2. **Backtesting and Optimization:** Thoroughly backtest your trading strategy using historical data before live deployment.
3. **Paper Trading:** Test the bot in a paper trading environment before trading with real funds.
4. **Risk Management:** Implement robust risk management strategies, including position sizing, stop-loss orders, and leverage management.
5. **Regular Monitoring:** Continuously monitor the bot's performance and be prepared to intervene manually if necessary.
6. **Market Volatility:** Cryptocurrency markets are highly volatile. No trading algorithm guarantees profits.

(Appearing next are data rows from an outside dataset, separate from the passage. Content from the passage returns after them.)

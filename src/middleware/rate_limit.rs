//! Per-client fixed-window admission control.
//!
//! Each client key owns a window start and a counter. When the window has
//! elapsed the counter resets; a request is admitted while the counter stays
//! at or below the limit. A burst straddling a boundary can therefore see up
//! to twice the limit.
//!
//! Windows live in a `DashMap`, so only the shard holding a key is locked
//! while its window is stepped.

use std::time::{Duration, Instant};

use dashmap::DashMap;

/// Tracked keys at which stale windows are swept before inserting a new one.
const SWEEP_THRESHOLD: usize = 65_536;

#[derive(Debug, Clone, Copy, PartialEq, Eq)]
pub struct RateLimitWindow {
    pub window_start: Instant,
    pub count: u32,
}

impl RateLimitWindow {
    fn step(&mut self, now: Instant, limit: u32, window: Duration) -> bool {
        if now.saturating_duration_since(self.window_start) >= window {
            self.window_start = now;
            self.count = 0;
        }
        self.count = self.count.saturating_add(1);
        self.count <= limit
    }
}

pub struct RateLimiter {
    limit: u32,
    window: Duration,
    windows: DashMap<String, RateLimitWindow>,
}

impl RateLimiter {
    pub fn new(limit: u32, window: Duration) -> Self {
        Self {
            limit,
            window,
            windows: DashMap::new(),
        }
    }

    pub fn admit(&self, client_key: &str) -> bool {
        self.admit_at(client_key, Instant::now())
    }

    /// `admit` against an explicit clock reading.
    pub fn admit_at(&self, client_key: &str, now: Instant) -> bool {
        if let Some(mut w) = self.windows.get_mut(client_key) {
            return w.step(now, self.limit, self.window);
        }

        if self.windows.len() >= SWEEP_THRESHOLD {
            self.sweep(now);
        }
        self.windows
            .entry(client_key.to_owned())
            .or_insert_with(|| RateLimitWindow {
                window_start: now,
                count: 0,
            })
            .step(now, self.limit, self.window)
    }

    /// Tracked client keys.
    pub fn tracked_keys(&self) -> usize {
        self.windows.len()
    }

    fn sweep(&self, now: Instant) {
        let window = self.window;
        self.windows
            .retain(|_, w| now.saturating_duration_since(w.window_start) < window);
    }
}

#[cfg(test)]
mod tests {
    use super::*;
    use std::sync::Arc;

    #[test]
    fn request_past_limit_is_rejected_within_window() {
        let limiter = RateLimiter::new(10, Duration::from_secs(1));
        let now = Instant::now();
        let admitted = (0..15).filter(|_| limiter.admit_at("10.0.0.1", now)).count();
        assert_eq!(admitted, 10);
    }

    #[test]
    fn window_resets_after_elapsing() {
        let limiter = RateLimiter::new(2, Duration::from_secs(1));
        let t0 = Instant::now();
        assert!(limiter.admit_at("k", t0));
        assert!(limiter.admit_at("k", t0));
        assert!(!limiter.admit_at("k", t0 + Duration::from_millis(999)));
        assert!(limiter.admit_at("k", t0 + Duration::from_secs(1)));
    }

    #[test]
    fn boundary_burst_can_reach_twice_the_limit() {
        let limiter = RateLimiter::new(3, Duration::from_secs(1));
        let t0 = Instant::now();
        let edge = t0 + Duration::from_secs(1);

        assert!(limiter.admit_at("k", t0));
        let late = (0..2)
            .filter(|_| limiter.admit_at("k", t0 + Duration::from_millis(999)))
            .count();
        let early = (0..3).filter(|_| limiter.admit_at("k", edge)).count();

        // five admissions within two milliseconds of each other
        assert_eq!(late + early, 5);
        assert!(!limiter.admit_at("k", edge));
    }

    #[test]
    fn clients_are_limited_independently() {
        let limiter = RateLimiter::new(1, Duration::from_secs(60));
        let now = Instant::now();
        assert!(limiter.admit_at("a", now));
        assert!(!limiter.admit_at("a", now));
        assert!(limiter.admit_at("b", now));
        assert_eq!(limiter.tracked_keys(), 2);
    }

    #[test]
    fn concurrent_admissions_never_exceed_limit() {
        let limiter = Arc::new(RateLimiter::new(50, Duration::from_secs(60)));
        let handles: Vec<_> = (0..8)
            .map(|_| {
                let limiter = limiter.clone();
                std::thread::spawn(move || (0..100).filter(|_| limiter.admit("shared")).count())
            })
            .collect();
        let admitted: usize = handles.into_iter().map(|h| h.join().unwrap()).sum();
        assert_eq!(admitted, 50);
    }

    #[test]
    fn stale_windows_are_swept_once_map_is_full() {
        let limiter = RateLimiter::new(1, Duration::from_millis(10));
        let t0 = Instant::now();
        for i in 0..SWEEP_THRESHOLD {
            limiter.admit_at(&format!("client-{i}"), t0);
        }
        assert_eq!(limiter.tracked_keys(), SWEEP_THRESHOLD);

        let later = t0 + Duration::from_secs(1);
        assert!(limiter.admit_at("late", later));
        assert_eq!(limiter.tracked_keys(), 1);
    }

    #[test]
    fn sweep_keeps_live_windows() {
        let limiter = RateLimiter::new(1, Duration::from_secs(60));
        let t0 = Instant::now();
        for i in 0..SWEEP_THRESHOLD {
            limiter.admit_at(&format!("client-{i}"), t0);
        }
        limiter.admit_at("late", t0 + Duration::from_secs(1));
        assert_eq!(limiter.tracked_keys(), SWEEP_THRESHOLD + 1);
        assert!(!limiter.admit_at("client-0", t0 + Duration::from_secs(2)));
    }
}
use std::sync::Arc;

use axum::extract::State;
use axum::http::{header, StatusCode};
use axum::response::{IntoResponse, Response};

use crate::AppState;

/// Where the exposition is served. Always exempt from instrumentation.
pub const METRICS_PATH: &str = "/metrics";

// ─── GET /metrics ────────────────────────────────────────────────

pub async fn render_metrics(State(state): State<Arc<AppState>>) -> Response {
    state.metrics.refresh_runtime();
    match state.metrics.render() {
        Ok(body) => (
            [(header::CONTENT_TYPE, state.metrics.content_type())],
            body,
        )
            .into_response(),
        Err(e) => {
            tracing::error!(error = %e, "failed to encode metrics");
            StatusCode::INTERNAL_SERVER_ERROR.into_response()
        }
    }
}
use std::collections::BTreeMap;

use async_trait::async_trait;
use parking_lot::RwLock;

use super::{now_timestamp, Redirect, RedirectStore, Resolver, StoreError, PAGE_LIMIT};

/// Process-local redirect table keyed by id.
#[derive(Default)]
pub struct MemoryStore {
    inner: RwLock<Inner>,
}

#[derive(Default)]
struct Inner {
    next_id: u64,
    by_id: BTreeMap<u64, Redirect>,
}

impl Inner {
    fn find_path(&self, path: &str) -> Option<&Redirect> {
        self.by_id.values().find(|r| r.path == path)
    }
}

impl MemoryStore {
    pub fn new() -> Self {
        Self::default()
    }

    pub fn len(&self) -> usize {
        self.inner.read().by_id.len()
    }

    pub fn is_empty(&self) -> bool {
        self.len() == 0
    }
}

#[async_trait]
impl Resolver for MemoryStore {
    async fn resolve(&self, path: &str) -> Result<Option<String>, StoreError> {
        Ok(self
            .inner
            .read()
            .find_path(path)
            .filter(|r| !r.inactive)
            .map(|r| r.url.clone()))
    }
}

#[async_trait]
impl RedirectStore for MemoryStore {
    async fn create(&self, path: &str, url: &str) -> Result<Redirect, StoreError> {
        let mut inner = self.inner.write();
        if inner.find_path(path).is_some() {
            return Err(StoreError::Duplicate(path.to_string()));
        }
        inner.next_id += 1;
        let redirect = Redirect {
            id: inner.next_id,
            path: path.to_string(),
            url: url.to_string(),
            last_updated: now_timestamp(),
            inactive: false,
        };
        inner.by_id.insert(redirect.id, redirect.clone());
        Ok(redirect)
    }

    async fn get_by_id(&self, id: u64) -> Result<Option<Redirect>, StoreError> {
        Ok(self.inner.read().by_id.get(&id).cloned())
    }

    async fn fix(&self, path: &str, url: &str) -> Result<Redirect, StoreError> {
        let mut inner = self.inner.write();
        let redirect = inner
            .by_id
            .values_mut()
            .find(|r| r.path == path && !r.inactive)
            .ok_or(StoreError::NotFound)?;
        redirect.url = url.to_string();
        redirect.last_updated = now_timestamp();
        Ok(redirect.clone())
    }

    async fn update(&self, id: u64, path: &str, url: &str) -> Result<Redirect, StoreError> {
        let mut inner = self.inner.write();
        if !inner.by_id.get(&id).is_some_and(|r| !r.inactive) {
            return Err(StoreError::NotFound);
        }
        if inner.by_id.values().any(|r| r.path == path && r.id != id) {
            return Err(StoreError::Duplicate(path.to_string()));
        }
        let redirect = inner.by_id.get_mut(&id).ok_or(StoreError::NotFound)?;
        redirect.path = path.to_string();
        redirect.url = url.to_string();
        redirect.last_updated = now_timestamp();
        Ok(redirect.clone())
    }

    async fn disable(&self, id: u64) -> Result<Redirect, StoreError> {
        let mut inner = self.inner.write();
        let redirect = inner
            .by_id
            .get_mut(&id)
            .filter(|r| !r.inactive)
            .ok_or(StoreError::NotFound)?;
        redirect.inactive = true;
        redirect.last_updated = now_timestamp();
        Ok(redirect.clone())
    }

    async fn list(&self, after: u64) -> Result<Vec<Redirect>, StoreError> {
        let upper = after.saturating_add(PAGE_LIMIT as u64);
        Ok(self
            .inner
            .read()
            .by_id
            .range(after.saturating_add(1)..=upper)
            .map(|(_, r)| r.clone())
            .collect())
    }

    async fn search_path(&self, needle: &str, offset: usize) -> Result<Vec<Redirect>, StoreError> {
        let needle = needle.to_lowercase();
        Ok(self
            .inner
            .read()
            .by_id
            .values()
            .filter(|r| !r.inactive && r.path.to_lowercase().contains(&needle))
            .skip(offset)
            .take(PAGE_LIMIT)
            .cloned()
            .collect())
    }

    async fn destination_exists(&self, url: &str) -> Result<bool, StoreError> {
        Ok(self.inner.read().by_id.values().any(|r| r.url == url))
    }
}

7. **Code Understanding is Essential:** Do not use this script blindly. Understand its functionality before deploying it.
8. **Legal Compliance:** Ensure that your trading activities comply with legal and regulatory requirements in your jurisdiction.
This documentation provides a comprehensive overview of the script. Adapt and expand upon it further as needed. Good luck, and trade responsibly!